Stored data
'''

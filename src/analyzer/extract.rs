use std::collections::HashSet;
use std::fs::File;
use std::io::{Cursor, Read};
use std::path::{Path, PathBuf};

use anyhow::{Context, Result};
use tracing::{debug, warn};

use super::TargetPaths;
use super::index::{self, MemberIndex, MemberKind};

/// A single layer's tar data, re-openable for the two extraction passes.
///
/// Layers staged to disk by the walker are opened twice; layers pulled
/// straight out of an image archive stream arrive as bytes.
pub enum LayerSource {
    Staged(PathBuf),
    Bytes(Vec<u8>),
}

impl LayerSource {
    /// Open a fresh reader over the (decompressed) layer tar.
    ///
    /// Gzip is detected by magic bytes, the same sniff used for layer blobs
    /// inside `docker save` archives — extensions are unreliable there.
    fn open(&self) -> Result<Box<dyn Read + '_>> {
        match self {
            LayerSource::Staged(path) => {
                let mut magic = [0u8; 2];
                let n = File::open(path)
                    .with_context(|| format!("Failed to open layer {}", path.display()))?
                    .read(&mut magic)?;
                let file = File::open(path)?;
                if n == 2 && is_gzip(&magic) {
                    Ok(Box::new(flate2::read::GzDecoder::new(file)))
                } else {
                    Ok(Box::new(file))
                }
            }
            LayerSource::Bytes(data) => {
                let cursor = Cursor::new(data.as_slice());
                if data.len() >= 2 && is_gzip(&data[..2]) {
                    Ok(Box::new(flate2::read::GzDecoder::new(cursor)))
                } else {
                    Ok(Box::new(cursor))
                }
            }
        }
    }

    fn describe(&self) -> String {
        match self {
            LayerSource::Staged(path) => path.display().to_string(),
            LayerSource::Bytes(data) => format!("<{} byte stream>", data.len()),
        }
    }
}

fn is_gzip(magic: &[u8]) -> bool {
    magic[0] == 0x1f && magic[1] == 0x8b
}

/// Selectively extract one layer into `rootfs`.
///
/// Only members whose normalized path matches a target path are extracted,
/// plus the same-layer targets of matched symlinks. Non-symlinks land on disk
/// before any symlink is materialized, so a link's target already exists if
/// this layer provided it. Per-member failures are logged and skipped; an
/// error return means the layer itself could not be read.
pub fn extract_layer(source: &LayerSource, targets: &TargetPaths, rootfs: &Path) -> Result<()> {
    // Pass 1: index every member of the layer.
    let mut archive = tar::Archive::new(source.open()?);
    let index = MemberIndex::from_archive(&mut archive)
        .with_context(|| format!("Failed to read layer {}", source.describe()))?;

    debug!(layer = %source.describe(), members = index.len(), "indexed layer");

    let selected = select_members(&index, targets);
    if selected.is_empty() {
        return Ok(());
    }

    // Pass 2: unpack selected non-symlink members.
    let mut archive = tar::Archive::new(source.open()?);
    for entry_result in archive.entries()? {
        let mut entry = match entry_result {
            Ok(e) => e,
            Err(_) => continue,
        };
        let path = match entry.path() {
            Ok(p) => index::normalize(&p.to_string_lossy()),
            Err(_) => continue,
        };
        if !selected.contains(&path) || entry.header().entry_type() == tar::EntryType::Symlink {
            continue;
        }

        // Later layers overwrite earlier ones at the same path.
        let _ = std::fs::remove_file(rootfs.join(&path));
        match entry.unpack_in(rootfs) {
            Ok(true) => debug!(%path, "extracted"),
            Ok(false) => warn!(%path, "skipped member unpacking outside the scratch root"),
            Err(e) => warn!(%path, error = %e, "failed to extract member"),
        }
    }

    // Pass 3: materialize selected symlinks, targets now on disk.
    for path in &selected {
        let Some(member) = index.get(path) else { continue };
        let MemberKind::Symlink { target } = &member.kind else {
            continue;
        };
        if let Err(e) = place_symlink(rootfs, path, target) {
            warn!(%path, error = %e, "failed to create symlink");
        }
    }

    Ok(())
}

/// Compute the extraction set: exact target-path matches that are regular
/// files or symlinks, plus same-layer resolved symlink targets.
fn select_members(index: &MemberIndex, targets: &TargetPaths) -> HashSet<String> {
    let mut selected = HashSet::new();

    for candidate in targets.all() {
        if let Some(member) = index.get(candidate) {
            match member.kind {
                MemberKind::File { .. } | MemberKind::Symlink { .. } => {
                    selected.insert(member.path.clone());
                }
                // Directories are never matched.
                _ => {}
            }
        }
    }

    let mut link_targets = Vec::new();
    for path in &selected {
        if let Some(member) = index.get(path)
            && let MemberKind::Symlink { target } = &member.kind
        {
            let resolved = index::resolve_link_target(path, target);
            if index.contains(&resolved) {
                link_targets.push(resolved);
            } else {
                // Cross-layer resolution is not attempted; a later layer may
                // still provide this path on its own.
                warn!(link = %path, target = %resolved, "symlink target not present in this layer");
            }
        }
    }
    selected.extend(link_targets);

    selected
}

fn place_symlink(rootfs: &Path, path: &str, target: &str) -> std::io::Result<()> {
    let dest = rootfs.join(path);
    if let Some(parent) = dest.parent() {
        std::fs::create_dir_all(parent)?;
    }
    let _ = std::fs::remove_file(&dest);
    std::os::unix::fs::symlink(target, &dest)
}
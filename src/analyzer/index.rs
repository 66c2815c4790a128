use std::collections::HashMap;
use std::io::Read;

use anyhow::Result;
use tar::EntryType;

/// What an archive member is, as far as the analyzer cares.
#[derive(Debug, Clone, PartialEq, Eq)]
pub enum MemberKind {
    File { executable: bool },
    Symlink { target: String },
    Dir,
    Other,
}

/// One entry of a layer tar, keyed by its normalized path.
#[derive(Debug, Clone)]
pub struct ArchiveMember {
    pub path: String,
    pub kind: MemberKind,
}

/// Path-indexed view of a single layer's members.
///
/// Built fresh per layer and discarded after that layer is extracted. Pure
/// indexing — no I/O beyond reading the tar headers.
#[derive(Debug, Default)]
pub struct MemberIndex {
    members: HashMap<String, ArchiveMember>,
}

impl MemberIndex {
    /// Index every member of `archive` by normalized path.
    ///
    /// A read error here means the layer stream itself is corrupt or
    /// truncated; the caller skips the whole layer in that case.
    pub fn from_archive<R: Read>(archive: &mut tar::Archive<R>) -> Result<Self> {
        let mut members = HashMap::new();

        for entry_result in archive.entries()? {
            let entry = entry_result?;

            let path = match entry.path() {
                Ok(p) => normalize(&p.to_string_lossy()),
                Err(_) => continue,
            };
            if path.is_empty() {
                continue;
            }

            let header = entry.header();
            let kind = match header.entry_type() {
                EntryType::Regular | EntryType::Continuous | EntryType::GNUSparse => {
                    let executable = header.mode().map(|m| m & 0o111 != 0).unwrap_or(false);
                    MemberKind::File { executable }
                }
                EntryType::Symlink => {
                    let target = entry
                        .link_name()
                        .ok()
                        .flatten()
                        .map(|t| t.to_string_lossy().to_string())
                        .unwrap_or_default();
                    MemberKind::Symlink { target }
                }
                EntryType::Directory => MemberKind::Dir,
                _ => MemberKind::Other,
            };

            members.insert(path.clone(), ArchiveMember { path, kind });
        }

        Ok(Self { members })
    }

    pub fn get(&self, path: &str) -> Option<&ArchiveMember> {
        self.members.get(path)
    }

    pub fn contains(&self, path: &str) -> bool {
        self.members.contains_key(path)
    }

    pub fn len(&self) -> usize {
        self.members.len()
    }

    pub fn is_empty(&self) -> bool {
        self.members.is_empty()
    }
}

/// Normalize a tar member path: strip leading `./` segments and any trailing
/// slash, so `./bin/sh` and `bin/sh` index identically.
pub fn normalize(path: &str) -> String {
    let mut p = path;
    while let Some(rest) = p.strip_prefix("./") {
        p = rest;
    }
    p.trim_end_matches('/').to_string()
}

/// Resolve a symlink's target to a normalized archive path.
///
/// Absolute targets are rooted at the archive root; relative targets resolve
/// against the symlink's containing directory. `..` components are collapsed
/// lexically and never escape the root.
pub fn resolve_link_target(link_path: &str, target: &str) -> String {
    if let Some(abs) = target.strip_prefix('/') {
        return collapse(abs);
    }

    let parent = match link_path.rfind('/') {
        Some(i) => &link_path[..i],
        None => "",
    };
    if parent.is_empty() {
        collapse(target)
    } else {
        collapse(&format!("{parent}/{target}"))
    }
}

/// Collapse `.`/`..`/empty components of a slash-separated path.
fn collapse(path: &str) -> String {
    let mut out: Vec<&str> = Vec::new();
    for comp in path.split('/') {
        match comp {
            "" | "." => {}
            ".." => {
                out.pop();
            }
            c => out.push(c),
        }
    }
    out.join("/")
}

#[cfg(test)]
mod tests {
    use super::*;

    #[test]
    fn normalize_strips_dot_slash_and_trailing_slash() {
        assert_eq!(normalize("./bin/sh"), "bin/sh");
        assert_eq!(normalize("././etc/os-release"), "etc/os-release");
        assert_eq!(normalize("var/log/"), "var/log");
        assert_eq!(normalize("bin/sh"), "bin/sh");
    }

    #[test]
    fn absolute_target_roots_at_archive_root() {
        assert_eq!(resolve_link_target("bin/sh", "/bin/busybox"), "bin/busybox");
        assert_eq!(resolve_link_target("usr/bin/sh", "/bin/dash"), "bin/dash");
    }

    #[test]
    fn relative_target_resolves_against_link_dir() {
        assert_eq!(resolve_link_target("bin/sh", "busybox"), "bin/busybox");
        assert_eq!(resolve_link_target("usr/bin/sh", "../../bin/dash"), "bin/dash");
        assert_eq!(resolve_link_target("sh", "busybox"), "busybox");
    }

    #[test]
    fn collapse_never_escapes_root() {
        assert_eq!(resolve_link_target("bin/sh", "../../../etc/passwd"), "etc/passwd");
    }

    #[test]
    fn index_records_kinds_and_link_targets() {
        let mut builder = tar::Builder::new(Vec::new());

        let mut header = tar::Header::new_gnu();
        header.set_size(4);
        header.set_mode(0o755);
        header.set_entry_type(EntryType::Regular);
        header.set_cksum();
        builder
            .append_data(&mut header, "./bin/busybox", &b"bin!"[..])
            .unwrap();

        let mut header = tar::Header::new_gnu();
        header.set_size(0);
        header.set_entry_type(EntryType::Symlink);
        header.set_cksum();
        builder
            .append_link(&mut header, "bin/sh", "busybox")
            .unwrap();

        let data = builder.into_inner().unwrap();
        let mut archive = tar::Archive::new(std::io::Cursor::new(data));
        let index = MemberIndex::from_archive(&mut archive).unwrap();

        assert_eq!(index.len(), 2);
        assert_eq!(
            index.get("bin/busybox").unwrap().kind,
            MemberKind::File { executable: true }
        );
        match &index.get("bin/sh").unwrap().kind {
            MemberKind::Symlink { target } => assert_eq!(target, "busybox"),
            other => panic!("expected symlink, got {other:?}"),
        }
    }
}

'''

What you have to do >> Scan the entries above for the line containing "link_targets.push(resolved);", and copy it and all lines after it exactly, down to and including the line containing "use tar::EntryType;".

Output for this exercise >>
                link_targets.push(resolved);
            } else {
                // Cross-layer resolution is not attempted; a later layer may
                // still provide this path on its own.
                warn!(link = %path, target = %resolved, "symlink target not present in this layer");
            }
        }
    }
    selected.extend(link_targets);

    selected
}

fn place_symlink(rootfs: &Path, path: &str, target: &str) -> std::io::Result<()> {
    let dest = rootfs.join(path);
    if let Some(parent) = dest.parent() {
        std::fs::create_dir_all(parent)?;
    }
    let _ = std::fs::remove_file(&dest);
    std::os::unix::fs::symlink(target, &dest)
}
filename src/analyzer/index.rs
repository 66c2815c4790a128
use std::collections::HashMap;
use std::io::Read;

use anyhow::Result;
use tar::EntryType;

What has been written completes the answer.